Empregada em uma fábrica, a mãe passa o dia no trabalho enquanto o pai, desempregado, fica em casa. Com a nova condição da família, eles se veem obrigados a mudar de casa e passam a ter uma rotina muito mais modesta. Os Natais fartos de outrora foram substituídos pela mesa vazia e por uma árvore sem presentes.

Como a nova casa tem um quintal, cada filho escolhe uma árvore para chamar de sua. Como Zezé é o último a escolher acaba ficando com um modesto pé de laranja lima. E é a partir desse encontro com uma árvore franzina e nada vistosa que surge uma forte e genuína amizade. Zezé batiza o pé de laranja lima de Minguinho:

— Quero saber se Minguinho está bem.
— Que diabo é Minguinho?
— É o meu pé de Laranja Lima.
— Você arranjou um nome que se parece muito com ele. Você é danado para achar as coisas.

Como vivia aprontando, era recorrente Zezé ser pego em uma das travessuras e apanhar dos pais ou dos irmãos. Depois lá ia ele se consolar com Minguinho, o pé de laranja lima. Numa das vezes que aprontou, apanhou tanto da irmã e do pai que precisou ficar uma semana sem ir à escola.

Além de Minguinho, o outro grande amigo de Zezé é Manuel Valadares, também conhecido como Portuga, e é sobre ele que girará a segunda parte do livro.
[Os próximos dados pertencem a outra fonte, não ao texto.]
#![deny(
    unsafe_code,
    missing_docs,
    dead_code,
    unused_results,
    non_snake_case,
    unreachable_pub
)]

//! Core contracts shared across the Fire Rescue engine.
//!
//! This crate defines the message surface that connects adapters, the
//! authoritative world, and pure systems. Systems submit [`Command`] values
//! describing desired mutations, the world executes those commands via its
//! `apply` entry point, and then reports [`Event`] values describing exactly
//! what changed. The per-round [`Changelog`] is folded from those events so
//! that transports never need to re-derive the effects of a round.

mod changelog;
mod layout;
mod rules;

pub use changelog::{ActionEntry, CellChange, Changelog, DoorChange};
pub use layout::{Layout, LayoutError, PoiPlacement};
pub use rules::{BreachPolicy, Rules, TurnOrder};

use std::fmt;

use serde::{Deserialize, Serialize};
use thiserror::Error;

/// Number of damage increments that bring a wall down.
pub const MAX_WALL_DAMAGE: u8 = 2;

/// Location of a single grid cell expressed as column and row coordinates.
///
/// Row zero is the northern edge of the board.
#[derive(Clone, Copy, Debug, PartialEq, Eq, Hash, PartialOrd, Ord, Serialize, Deserialize)]
pub struct CellCoord {
    column: u32,
    row: u32,
}

impl CellCoord {
    /// Creates a new grid cell coordinate.
    #[must_use]
    pub const fn new(column: u32, row: u32) -> Self {
        Self { column, row }
    }

    /// Zero-based column index of the cell.
    #[must_use]
    pub const fn column(&self) -> u32 {
        self.column
    }

    /// Zero-based row index of the cell.
    #[must_use]
    pub const fn row(&self) -> u32 {
        self.row
    }

    /// Computes the Manhattan distance between two cell coordinates.
    #[must_use]
    pub fn manhattan_distance(self, other: CellCoord) -> u32 {
        self.column().abs_diff(other.column()) + self.row().abs_diff(other.row())
    }

    /// Cell one step away in the provided direction, if it stays within the grid.
    #[must_use]
    pub fn neighbor(self, direction: Direction, width: u32, height: u32) -> Option<CellCoord> {
        let (column, row) = match direction {
            Direction::North => (self.column, self.row.checked_sub(1)?),
            Direction::West => (self.column.checked_sub(1)?, self.row),
            Direction::South => (self.column, self.row.checked_add(1)?),
            Direction::East => (self.column.checked_add(1)?, self.row),
        };

        if column < width && row < height {
            Some(CellCoord::new(column, row))
        } else {
            None
        }
    }
}
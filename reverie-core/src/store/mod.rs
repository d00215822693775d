//! Storage backends for memory partitions.
//!
//! The stream talks to storage only through [`MemoryStore`]. Backends are
//! plain key-value repositories: they do not order concurrent writers,
//! that is the stream's per-agent gate.

pub mod memory;
pub mod sqlite;

pub use memory::InMemoryStore;
pub use sqlite::SqliteStore;

use std::sync::Arc;

use chrono::{DateTime, Utc};

use crate::config::PersistenceConfig;
use crate::error::{CognitionError, Result};
use crate::memory::MemoryRecord;
use crate::types::{AgentId, MemoryId};

/// A per-agent partitioned record store.
pub trait MemoryStore: Send + Sync {
    /// Append `record` to `agent`'s partition, creating it if needed.
    ///
    /// # Errors
    /// Backend failures.
    fn insert(&self, agent: AgentId, record: &MemoryRecord) -> Result<()>;

    /// Every record of `agent` in insertion order, or `None` if the agent
    /// has no partition.
    ///
    /// # Errors
    /// Backend failures.
    fn load(&self, agent: AgentId) -> Result<Option<Vec<MemoryRecord>>>;

    /// Set `last_accessed = at` on the given records. Unknown ids are ignored.
    ///
    /// # Errors
    /// Backend failures.
    fn touch(&self, agent: AgentId, ids: &[MemoryId], at: DateTime<Utc>) -> Result<()>;

    /// Agents that own a partition.
    ///
    /// # Errors
    /// Backend failures.
    fn agents(&self) -> Result<Vec<AgentId>>;

    /// Number of records in `agent`'s partition (0 if none).
    ///
    /// # Errors
    /// Backend failures.
    fn len(&self, agent: AgentId) -> Result<usize> {
        Ok(self.load(agent)?.map_or(0, |records| records.len()))
    }
}

/// Open the backend named by `config.backend`.
///
/// # Errors
/// `CognitionError::Config` for an unknown backend, or the backend's own
/// open error.
pub fn open_store(config: &PersistenceConfig) -> Result<Arc<dyn MemoryStore>> {
    match config.backend.to_ascii_lowercase().as_str() {
        "memory" => Ok(Arc::new(InMemoryStore::new())),
        "sqlite" => Ok(Arc::new(SqliteStore::open(&config.sqlite_path, config)?)),
        other => Err(CognitionError::Config(format!("unknown storage backend '{other}'"))),
    }
}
O Portuga tratava Zezé como filho e dava toda a paciência e afeto que o garoto não recebia em casa. A amizade entre os dois não era partilhada com o resto da família.

Por uma fatalidade do destino, o Portuga é atropelado e morre. Zezé, por sua vez, adoece. E para piorar a vida do menino ainda decidem cortar o pé de laranja lima, que vinha crescendo mais do que era suposto no quintal.

A situação muda quando o pai arranja um emprego depois de um longo período em casa. Zezé, entretanto, apesar dos seus quase seis anos, não se esquece da tragédia:

Já cortaram, Papai, faz mais de uma semana que cortaram o meu pé de Laranja Lima.

A narrativa é extremamente poética e cada travessura do menino é contada a partir do olhar doce da criança. O ponto alto da história acontece ao final da narrativa, quando Minguinho dá a sua primeira flor branca:

Eu estava sentado na cama e olhava a vida com uma tristeza de doer.
— Olhe, Zezé. Em suas mãos existia uma florzinha branca.
— A primeira flor de Minguinho. Logo ele vira uma laranjeira adulta e começa a dar laranjas.
Fiquei alisando a flor branquinha entre os dedos. Não choraria mais por qualquer coisa. Muito embora Minguinho estivesse tentando me dizer adeus com aquela flor; ele partia do mundo dos meus sonhos para o mundo da minha realidade e dor.
— Agora vamos tomar um mingauzinho e dar umas voltas pela casa como você fez ontem. Já vem já.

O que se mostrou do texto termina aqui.